Had a different perspective on the lake from the cable car and chairlift up to Mt Mottarone, at 1400m. The weather has finally turned cold, dropping from about 22° in the day time to about 12° even though it’s still, sunny and perfectly clear. So the air was icy but the views over Lake Maggiore and the Italian and Swiss Alps were magnificent.




Italy - Nice to Levanto

11-13 October 2009

Frantic start to the Italian phase of the trip when we discovered a last minute cancellation of our train. Mass confusion as everyone was directed on to a local train to change at the border for Genova and then again for Levanto. Thankfully all was well and our kind host, Doriana, actually met us at the railway station and drove us to her B&B, La Gerbera.

Levanto is a lovely town (sunsets above) that seems to have found the balance between catering for Cinque Terre tourists and maintaining its own character – people still seem to be able to live their lives without having their washing photographed.

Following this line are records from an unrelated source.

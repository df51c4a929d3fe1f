/*
[INPUT]:  API credentials and clock
[OUTPUT]: Timed signatures and auth frames for private connections
[POS]:    Auth layer - handles BitMart WebSocket authentication
[UPDATE]: When auth flow or signature methods change
*/

pub mod authenticator;
pub mod signer;

pub use authenticator::{AuthAck, Credentials, WsAuthenticator, WsSignature, auth_ack, sign};
pub use signer::{MessageSigner, SignMessageFn, hmac_sha256_base64};
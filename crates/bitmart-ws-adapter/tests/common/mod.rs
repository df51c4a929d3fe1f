/*
[INPUT]:  Test configuration and scripted socket requirements
[OUTPUT]: Shared test utilities, in-memory transport and fixtures
[POS]:    Test infrastructure - shared across all test modules
[UPDATE]: When adding new test patterns or fixtures
*/

//! Common test utilities for bitmart-ws-adapter tests

#![allow(dead_code)]

use std::collections::HashMap;
use std::sync::atomic::{AtomicUsize, Ordering};
use std::sync::{Arc, Mutex};
use std::time::Duration;

use async_trait::async_trait;
use bitmart_ws_adapter::{
    ConnectionKey, ConnectionState, Credentials, MessageSigner, Result, WsClientConfig,
    WsConnection, WsTransport,
};
use serde_json::Value;
use tokio::sync::{mpsc, watch};
use tracing_subscriber::EnvFilter;
use url::Url;

pub const STEP_TIMEOUT: Duration = Duration::from_secs(2);
pub const TEST_SIGNATURE: &str = "test-signature";

pub fn init_tracing() {
    let _ = tracing_subscriber::fmt()
        .with_env_filter(EnvFilter::from_default_env())
        .with_test_writer()
        .try_init();
}

/// Config with quick reconnects and heartbeats effectively disabled
pub fn test_config() -> WsClientConfig {
    let mut config = WsClientConfig {
        heartbeat_interval_ms: 60_000,
        pong_timeout_ms: 1_000,
        auth_timeout_ms: 1_000,
        reconnect_base_delay_ms: 10,
        reconnect_max_delay_ms: 50,
        ..WsClientConfig::default()
    };
    for key in ConnectionKey::ALL {
        config = config.with_url_override(key, format!("ws://mock.invalid/{key}"));
    }
    config
}

pub fn test_credentials() -> Credentials {
    Credentials::new("test-key", "test-secret", "test-memo")
}

pub fn fixed_signer() -> MessageSigner {
    MessageSigner::custom(|_, _| Ok(TEST_SIGNATURE.to_string()))
}

/// Server side of one accepted connection
#[derive(Debug)]
pub struct MockSocket {
    pub key: ConnectionKey,
    pub url: Url,
    outbound: mpsc::Receiver<String>,
    inbound: mpsc::Sender<String>,
}

impl MockSocket {
    /// Next frame sent by the client, heartbeats included
    pub async fn next_raw(&mut self) -> Option<String> {
        tokio::time::timeout(STEP_TIMEOUT, self.outbound.recv())
            .await
            .expect("timed out waiting for client frame")
    }

    /// Next non-heartbeat frame sent by the client, parsed as JSON
    pub async fn next_json(&mut self) -> Value {
        loop {
            let raw = self.next_raw().await.expect("client closed the socket");
            if is_ping(&raw) {
                continue;
            }
            return serde_json::from_str(&raw).expect("client frame is JSON");
        }
    }

    /// Assert the client sends nothing but heartbeats for `window`
    pub async fn expect_quiet(&mut self, window: Duration) {
        let deadline = tokio::time::Instant::now() + window;
        loop {
            match tokio::time::timeout_at(deadline, self.outbound.recv()).await {
                Err(_) => return,
                Ok(Some(raw)) if is_ping(&raw) => continue,
                Ok(Some(raw)) => panic!("unexpected client frame: {raw}"),
                Ok(None) => return,
            }
        }
    }

    /// Resolves once the client has closed its side
    pub async fn closed_by_client(&mut self) -> bool {
        loop {
            match tokio::time::timeout(STEP_TIMEOUT, self.outbound.recv()).await {
                Ok(Some(_)) => continue,
                Ok(None) => return true,
                Err(_) => return false,
            }
        }
    }

    pub async fn push(&self, frame: impl Into<String>) {
        self.inbound
            .send(frame.into())
            .await
            .expect("client dropped the socket");
    }

    pub async fn push_json(&self, frame: Value) {
        self.push(frame.to_string()).await;
    }

    /// Simulate the exchange closing the connection
    pub fn drop_connection(self) {
        drop(self);
    }
}

fn is_ping(raw: &str) -> bool {
    raw == "ping" || raw == r#"{"action":"ping"}"#
}

/// In-memory transport handing every accepted socket to the test
#[derive(Debug, Default)]
pub struct MockTransport {
    sockets_tx: Mutex<Option<mpsc::UnboundedSender<MockSocket>>>,
    connects: Mutex<HashMap<ConnectionKey, usize>>,
    total_connects: AtomicUsize,
}

impl MockTransport {
    pub fn new() -> (Arc<Self>, MockSockets) {
        let (tx, rx) = mpsc::unbounded_channel();
        let transport = Arc::new(Self {
            sockets_tx: Mutex::new(Some(tx)),
            ..Self::default()
        });
        (
            transport,
            MockSockets {
                rx,
                parked: Vec::new(),
            },
        )
    }

    pub fn connect_count(&self, key: ConnectionKey) -> usize {
        self.connects
            .lock()
            .unwrap()
            .get(&key)
            .copied()
            .unwrap_or(0)
    }

    pub fn total_connects(&self) -> usize {
        self.total_connects.load(Ordering::SeqCst)
    }
}

#[async_trait]
impl WsTransport for MockTransport {
    async fn connect(&self, key: ConnectionKey, url: &Url) -> Result<WsConnection> {
        let (out_tx, out_rx) = mpsc::channel(64);
        let (in_tx, in_rx) = mpsc::channel(64);

        *self.connects.lock().unwrap().entry(key).or_default() += 1;
        self.total_connects.fetch_add(1, Ordering::SeqCst);

        let socket = MockSocket {
            key,
            url: url.clone(),
            outbound: out_rx,
            inbound: in_tx,
        };
        if let Some(tx) = self.sockets_tx.lock().unwrap().as_ref() {
            let _ = tx.send(socket);
        }

        Ok(WsConnection::new(out_tx, in_rx))
    }
}

/// Transport whose connects never complete
#[derive(Debug, Default)]
pub struct HangingTransport {
    attempts: AtomicUsize,
}

impl HangingTransport {
    pub fn attempts(&self) -> usize {
        self.attempts.load(Ordering::SeqCst)
    }
}

#[async_trait]
impl WsTransport for HangingTransport {
    async fn connect(&self, _key: ConnectionKey, _url: &Url) -> Result<WsConnection> {
        self.attempts.fetch_add(1, Ordering::SeqCst);
        std::future::pending().await
    }
}

/// Test side queue of accepted sockets
pub struct MockSockets {
    rx: mpsc::UnboundedReceiver<MockSocket>,
    parked: Vec<MockSocket>,
}

impl MockSockets {
    /// Next accepted socket for `key`; sockets of other keys are kept for later.
    pub async fn next_for(&mut self, key: ConnectionKey) -> MockSocket {
        if let Some(pos) = self.parked.iter().position(|s| s.key == key) {
            return self.parked.remove(pos);
        }

        loop {
            let socket = tokio::time::timeout(STEP_TIMEOUT, self.rx.recv())
                .await
                .expect("timed out waiting for a connection")
                .expect("transport dropped");
            if socket.key == key {
                return socket;
            }
            self.parked.push(socket);
        }
    }

    /// Assert no new connection arrives for `key` during `window`
    pub async fn expect_no_connection(&mut self, key: ConnectionKey, window: Duration) {
        assert!(
            !self.parked.iter().any(|s| s.key == key),
            "unexpected parked connection for {key}"
        );
        let deadline = tokio::time::Instant::now() + window;
        loop {
            match tokio::time::timeout_at(deadline, self.rx.recv()).await {
                Err(_) | Ok(None) => return,
                Ok(Some(socket)) if socket.key == key => {
                    panic!("unexpected connection for {key}")
                }
                Ok(Some(socket)) => self.parked.push(socket),
            }
        }
    }
}

pub async fn wait_for_state<F>(rx: &mut watch::Receiver<ConnectionState>, predicate: F) -> ConnectionState
where
    F: FnMut(&ConnectionState) -> bool,
{
    let state = tokio::time::timeout(STEP_TIMEOUT, rx.wait_for(predicate))
        .await
        .expect("timed out waiting for connection state")
        .expect("connection worker gone");
    *state
}
/*
[INPUT]:  Caller subscribe/unsubscribe batches and exchange acknowledgements
[OUTPUT]: Desired/confirmed topic sets and batched request frames
[POS]:    WebSocket layer - per-connection subscription bookkeeping
[UPDATE]: When changing resubscribe policy or request batching
*/

use std::collections::HashSet;

use crate::error::Result;
use crate::types::{Market, WsOperation};

use super::message::WsRequest;

/// Desired and confirmed topics of one connection.
///
/// Owned by a single connection worker; never shared across keys.
#[derive(Debug, Default, Clone)]
pub struct SubscriptionRegistry {
    // insertion order is the order requests are rebuilt in
    desired: Vec<String>,
    confirmed: HashSet<String>,
}

impl SubscriptionRegistry {
    pub fn new() -> Self {
        Self::default()
    }

    /// Union into the desired set, returning only topics that were not already desired.
    pub fn add_desired(&mut self, topics: &[String]) -> Vec<String> {
        let mut added = Vec::new();
        for topic in topics {
            if !self.desired.contains(topic) {
                self.desired.push(topic.clone());
                added.push(topic.clone());
            }
        }
        added
    }

    /// Remove from the desired set, returning the topics that were actually desired.
    ///
    /// Removed topics lose their confirmation too, so a late ack cannot revive them.
    pub fn remove_desired(&mut self, topics: &[String]) -> Vec<String> {
        let mut removed = Vec::new();
        for topic in topics {
            if let Some(pos) = self.desired.iter().position(|t| t == topic) {
                removed.push(self.desired.remove(pos));
                self.confirmed.remove(topic);
            }
        }
        removed
    }

    /// Invalidate confirmations and return every desired topic for a full resend.
    pub fn resubscribe_snapshot(&mut self) -> Vec<String> {
        self.confirmed.clear();
        self.desired.clone()
    }

    /// Record acknowledged topics. Topics no longer desired are ignored.
    pub fn mark_confirmed<'a, I>(&mut self, topics: I) -> usize
    where
        I: IntoIterator<Item = &'a str>,
    {
        let mut confirmed = 0;
        for topic in topics {
            if self.is_desired(topic) && self.confirmed.insert(topic.to_string()) {
                confirmed += 1;
            }
        }
        confirmed
    }

    pub fn mark_unconfirmed<'a, I>(&mut self, topics: I)
    where
        I: IntoIterator<Item = &'a str>,
    {
        for topic in topics {
            self.confirmed.remove(topic);
        }
    }

    pub fn reset_confirmed(&mut self) {
        self.confirmed.clear();
    }

    pub fn is_desired(&self, topic: &str) -> bool {
        self.desired.iter().any(|t| t == topic)
    }

    pub fn desired(&self) -> &[String] {
        &self.desired
    }

    /// Confirmed topics in desired order
    pub fn confirmed(&self) -> Vec<String> {
        self.desired
            .iter()
            .filter(|t| self.confirmed.contains(*t))
            .cloned()
            .collect()
    }

    /// Desired topics still waiting for an acknowledgement
    pub fn pending(&self) -> Vec<String> {
        self.desired
            .iter()
            .filter(|t| !self.confirmed.contains(*t))
            .cloned()
            .collect()
    }
}

/// Chunk topics in original order. `None` keeps them in one group.
pub fn batch_topics(topics: &[String], max_per_message: Option<usize>) -> Vec<Vec<String>> {
    if topics.is_empty() {
        return Vec::new();
    }

    match max_per_message {
        Some(max) if max > 0 && topics.len() > max => {
            topics.chunks(max).map(<[String]>::to_vec).collect()
        }
        _ => vec![topics.to_vec()],
    }
}

/// Serialized request frames for a batch of topics
pub fn build_requests(
    market: Market,
    operation: WsOperation,
    topics: &[String],
    max_per_message: Option<usize>,
) -> Result<Vec<String>> {
    batch_topics(topics, max_per_message)
        .into_iter()
        .map(|batch| WsRequest::new(market, operation, batch).to_json())
        .collect()
}
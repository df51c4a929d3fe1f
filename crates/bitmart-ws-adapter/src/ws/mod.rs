/*
[INPUT]:  Topic subscriptions, client configuration, transport
[OUTPUT]: Multiplexed connections and classified real-time events
[POS]:    WebSocket layer - real-time data streams
[UPDATE]: When adding new channels or changing connection logic
*/

pub mod client;
pub mod connection;
pub mod message;
pub mod registry;
pub mod topic;
pub mod transport;

pub use client::{BitmartWebSocket, ConnectHandle};
pub use connection::{ConnectionState, TopicSnapshot};
pub use message::{
    SubscriptionAck, WsClientEvent, WsEvent, WsException, WsRequest, is_pong, ping_frame,
    resolve_event, subscription_ack,
};
pub use registry::{SubscriptionRegistry, batch_topics, build_requests};
pub use topic::{
    TopicGroups, classify_market, group_topics_by_key, is_private_channel, key_for_topic,
    resolve_key,
};
pub use transport::{TungsteniteTransport, WsConnection, WsTransport};
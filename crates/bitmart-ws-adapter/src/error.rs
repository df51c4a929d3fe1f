/*
[INPUT]:  Error sources (topic classification, auth, frames, transport, config)
[OUTPUT]: Structured error types with context and retry hints
[POS]:    Error handling layer - unified error types for entire crate
[UPDATE]: When adding new error sources or improving error messages
*/

use thiserror::Error;

use crate::types::ConnectionKey;

/// Main error type for the BitMart WebSocket adapter
#[derive(Error, Debug)]
pub enum BitmartError {
    /// Topic prefix matches neither `spot` nor `futures`
    #[error("Could not resolve market for topic: \"{topic}\"")]
    UnresolvableMarket { topic: String },

    /// One or more topics in a batch were rejected before reaching a connection
    #[error("Rejected {} unresolvable topic(s): {}", topics.len(), topics.join(", "))]
    RejectedTopics { topics: Vec<String> },

    /// No usable endpoint for a connection key
    #[error("No endpoint for {key}: {reason}")]
    UnresolvedEndpoint { key: ConnectionKey, reason: String },

    /// API key, secret or memo missing
    #[error("Cannot auth - missing api key, secret or memo in config")]
    MissingCredentials,

    /// Inbound frame is not valid JSON
    #[error("Failed to parse frame: {0}")]
    FrameParse(#[source] serde_json::Error),

    /// Outbound frame serialization failed
    #[error("Serialization error: {0}")]
    Serialization(#[from] serde_json::Error),

    /// Socket level failure
    #[error("Transport error: {0}")]
    Transport(String),

    /// Exchange rejected the auth frame
    #[error("Authentication failed: {message}")]
    Authentication { message: String },

    /// Timed out waiting on the exchange
    #[error("Timed out after {duration_ms}ms")]
    Timeout { duration_ms: u64 },

    /// Configuration error
    #[error("Configuration error: {0}")]
    Config(String),

    /// Reading configuration from disk failed
    #[error("I/O error: {0}")]
    Io(#[from] std::io::Error),

    /// YAML configuration could not be parsed
    #[error("YAML error: {0}")]
    Yaml(#[from] serde_yaml::Error),

    /// Client was shut down
    #[error("WebSocket client has been shut down")]
    Shutdown,
}

impl BitmartError {
    /// Check if the error is recovered by the reconnect cycle
    pub fn is_retryable(&self) -> bool {
        matches!(
            self,
            BitmartError::Transport(_)
                | BitmartError::Timeout { .. }
                | BitmartError::Authentication { .. }
        )
    }

    /// Check if the error rejects a topic before it reaches any connection
    pub fn is_classification_error(&self) -> bool {
        matches!(
            self,
            BitmartError::UnresolvableMarket { .. } | BitmartError::RejectedTopics { .. }
        )
    }

    pub(crate) fn transport(err: impl std::fmt::Display) -> Self {
        BitmartError::Transport(err.to_string())
    }
}

/// Result type alias for adapter operations
pub type Result<T> = std::result::Result<T, BitmartError>;
/*
[INPUT]:  Canonical auth message and API secret
[OUTPUT]: Base64-encoded HMAC-SHA256 signature (or custom signer output)
[POS]:    Auth layer - replaceable signing capability
[UPDATE]: When changing signing algorithm or signer injection
*/

use std::fmt;
use std::sync::Arc;

use base64::{Engine as _, engine::general_purpose::STANDARD as BASE64};
use hmac::{Hmac, Mac};
use sha2::Sha256;

use crate::error::{BitmartError, Result};

type HmacSha256 = Hmac<Sha256>;

/// Custom signing function: `(message, secret) -> signature`
pub type SignMessageFn = Arc<dyn Fn(&str, &str) -> Result<String> + Send + Sync>;

/// Signs the WebSocket auth message.
///
/// Defaults to the built-in HMAC. Embedders can inject their own function
/// (hardware-backed keys, a faster implementation) without touching the
/// connection logic.
#[derive(Clone, Default)]
pub enum MessageSigner {
    #[default]
    Hmac,
    Custom(SignMessageFn),
}

impl MessageSigner {
    pub fn custom<F>(sign: F) -> Self
    where
        F: Fn(&str, &str) -> Result<String> + Send + Sync + 'static,
    {
        MessageSigner::Custom(Arc::new(sign))
    }

    pub fn sign(&self, message: &str, secret: &str) -> Result<String> {
        match self {
            MessageSigner::Hmac => hmac_sha256_base64(message, secret),
            MessageSigner::Custom(sign) => sign(message, secret),
        }
    }
}

impl fmt::Debug for MessageSigner {
    fn fmt(&self, f: &mut fmt::Formatter<'_>) -> fmt::Result {
        match self {
            MessageSigner::Hmac => f.write_str("MessageSigner::Hmac"),
            MessageSigner::Custom(_) => f.write_str("MessageSigner::Custom(..)"),
        }
    }
}

pub fn hmac_sha256_base64(message: &str, secret: &str) -> Result<String> {
    let mut mac = HmacSha256::new_from_slice(secret.as_bytes())
        .map_err(|e| BitmartError::Config(format!("invalid HMAC key: {e}")))?;
    mac.update(message.as_bytes());
    Ok(BASE64.encode(mac.finalize().into_bytes()))
}

#[cfg(test)]
mod tests {
    use super::*;

    #[test]
    fn test_hmac_known_vector() {
        // RFC 4231 test case 2
        let signature = hmac_sha256_base64("what do ya want for nothing?", "Jefe").unwrap();
        assert_eq!(signature, "W9zBRr9gdU5qBCQmCJV1x1oAPwidJzmDnexYuWTsOEM=");
    }

    #[test]
    fn test_signature_decodes_to_32_bytes() {
        let signature = MessageSigner::Hmac.sign("1700000000GET/user/verify", "secret").unwrap();
        let decoded = BASE64.decode(&signature).unwrap();
        assert_eq!(decoded.len(), 32);
    }

    #[test]
    fn test_custom_signer_is_used() {
        let signer = MessageSigner::custom(|message, secret| Ok(format!("{secret}:{message}")));
        assert_eq!(signer.sign("msg", "key").unwrap(), "key:msg");
        assert_eq!(format!("{signer:?}"), "MessageSigner::Custom(..)");
    }
}
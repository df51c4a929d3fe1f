/*
[INPUT]:  Credentials, current time in millis, receive window, message signer
[OUTPUT]: WsSignature (expiry + signature) and market-specific auth frames
[POS]:    Auth layer - orchestrates private connection authentication
[UPDATE]: When the auth message template or frame layout changes
*/

use std::fmt;

use serde::{Deserialize, Serialize};
use serde_json::{Value, json};

use crate::error::{BitmartError, Result};
use crate::types::Market;

use super::MessageSigner;

const AUTH_PATH: &str = "GET/user/verify";
const FUTURES_ACCESS_DEVICE: &str = "web";

pub const API_KEY_ENV: &str = "BITMART_API_KEY";
pub const API_SECRET_ENV: &str = "BITMART_API_SECRET";
pub const API_MEMO_ENV: &str = "BITMART_API_MEMO";

/// API credentials shared with the REST client
#[derive(Clone, PartialEq, Eq, Serialize, Deserialize)]
pub struct Credentials {
    pub api_key: String,
    pub api_secret: String,
    /// Memo chosen when the API key was created
    pub api_memo: String,
}

impl Credentials {
    pub fn new(
        api_key: impl Into<String>,
        api_secret: impl Into<String>,
        api_memo: impl Into<String>,
    ) -> Self {
        Self {
            api_key: api_key.into(),
            api_secret: api_secret.into(),
            api_memo: api_memo.into(),
        }
    }

    /// Read credentials from `BITMART_API_KEY`, `BITMART_API_SECRET` and `BITMART_API_MEMO`.
    ///
    /// Returns `None` unless all three are set.
    pub fn from_env() -> Option<Self> {
        let api_key = std::env::var(API_KEY_ENV).ok()?;
        let api_secret = std::env::var(API_SECRET_ENV).ok()?;
        let api_memo = std::env::var(API_MEMO_ENV).ok()?;
        Some(Self::new(api_key, api_secret, api_memo))
    }

    pub fn is_complete(&self) -> bool {
        !self.api_key.is_empty() && !self.api_secret.is_empty() && !self.api_memo.is_empty()
    }
}

impl fmt::Debug for Credentials {
    fn fmt(&self, f: &mut fmt::Formatter<'_>) -> fmt::Result {
        f.debug_struct("Credentials")
            .field("api_key", &self.api_key)
            .field("api_secret", &"***")
            .field("api_memo", &"***")
            .finish()
    }
}

/// Signature for one connection attempt
#[derive(Debug, Clone, PartialEq, Eq)]
pub struct WsSignature {
    /// Unix seconds
    pub expires_at: i64,
    pub signature: String,
}

/// Outcome of an auth frame as reported by the exchange
#[derive(Debug, Clone, PartialEq, Eq)]
pub enum AuthAck {
    Accepted,
    Rejected(String),
}

/// Sign the auth message `"{expiresAt}GET/user/verify"`.
///
/// `expiresAt = floor((now + recv_window) / 1000)`.
pub fn sign(
    credentials: Option<&Credentials>,
    now_millis: i64,
    recv_window_ms: u64,
    signer: &MessageSigner,
) -> Result<WsSignature> {
    let credentials = credentials
        .filter(|c| c.is_complete())
        .ok_or(BitmartError::MissingCredentials)?;

    let window = i64::try_from(recv_window_ms)
        .map_err(|_| BitmartError::Config(format!("recv window too large: {recv_window_ms}")))?;
    let expires_at = now_millis.saturating_add(window).div_euclid(1000);
    let message = format!("{expires_at}{AUTH_PATH}");
    let signature = signer.sign(&message, &credentials.api_secret)?;

    Ok(WsSignature {
        expires_at,
        signature,
    })
}

/// Builds auth frames for private connections
#[derive(Debug, Clone)]
pub struct WsAuthenticator {
    credentials: Option<Credentials>,
    recv_window_ms: u64,
    signer: MessageSigner,
}

impl WsAuthenticator {
    pub fn new(credentials: Option<Credentials>, recv_window_ms: u64, signer: MessageSigner) -> Self {
        Self {
            credentials,
            recv_window_ms,
            signer,
        }
    }

    /// Whether any credentials were supplied. Incomplete ones still count and fail at sign time.
    pub fn has_credentials(&self) -> bool {
        self.credentials.is_some()
    }

    pub fn sign(&self, now_millis: i64) -> Result<WsSignature> {
        sign(
            self.credentials.as_ref(),
            now_millis,
            self.recv_window_ms,
            &self.signer,
        )
    }

    /// Serialized auth frame for a market, signed fresh for this attempt
    pub fn auth_frame(&self, market: Market, now_millis: i64) -> Result<String> {
        let WsSignature {
            expires_at,
            signature,
        } = self.sign(now_millis)?;
        let api_key = self
            .credentials
            .as_ref()
            .map(|c| c.api_key.as_str())
            .ok_or(BitmartError::MissingCredentials)?;

        let frame = match market {
            Market::Spot => json!({
                "op": "login",
                "args": [api_key, expires_at.to_string(), signature],
            }),
            Market::Futures => json!({
                "action": "access",
                "args": [api_key, expires_at.to_string(), signature, FUTURES_ACCESS_DEVICE],
            }),
        };
        Ok(frame.to_string())
    }
}

/// Recognise an auth acknowledgement; `None` for any other frame.
pub fn auth_ack(frame: &Value) -> Option<AuthAck> {
    let event = frame.get("event").and_then(Value::as_str);
    let action = frame.get("action").and_then(Value::as_str);

    match (event, action) {
        (Some("login"), _) => match frame.get("errorCode") {
            Some(code) => Some(AuthAck::Rejected(error_message(frame, code))),
            None => Some(AuthAck::Accepted),
        },
        (Some("error"), _) => {
            let code = frame.get("errorCode").unwrap_or(&Value::Null);
            Some(AuthAck::Rejected(error_message(frame, code)))
        }
        (_, Some("access")) => {
            if frame.get("success").and_then(Value::as_bool) == Some(true) {
                Some(AuthAck::Accepted)
            } else {
                let message = frame
                    .get("error")
                    .and_then(Value::as_str)
                    .unwrap_or("access denied")
                    .to_string();
                Some(AuthAck::Rejected(message))
            }
        }
        _ => None,
    }
}

fn error_message(frame: &Value, code: &Value) -> String {
    let message = frame
        .get("errorMessage")
        .and_then(Value::as_str)
        .unwrap_or("login rejected");
    format!("{message} (code {code})")
}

The Cinque Terre villages the next day were fascinating – magnificent views, impossibly picturesque little houses tumbling down the cliffs into the sea, vineyards clinging to the sides of the mountains – but very much a sense that ordinary life in these villages has changed forever and that people are living constantly under the tourist eye, including ours…

As tourists, though, we had a wonderful day, walking between four of the villages, starting at Riomaggiore and then catching the ferry back to Levanto from Vernazza (unfortunately missing Monterosso because we dawdled too long in the other villages – another reason to return here too!)

Stopped for wine and antipasta at the cafe in the right hand corner of the top photo, just coming into Vernazza...



Lovers' Walk at Riomaggiore :)


Had to be quick getting on and off the ferry - loaded by throwing this ramp out on to the jetty, holding it in place and telling people to move fast!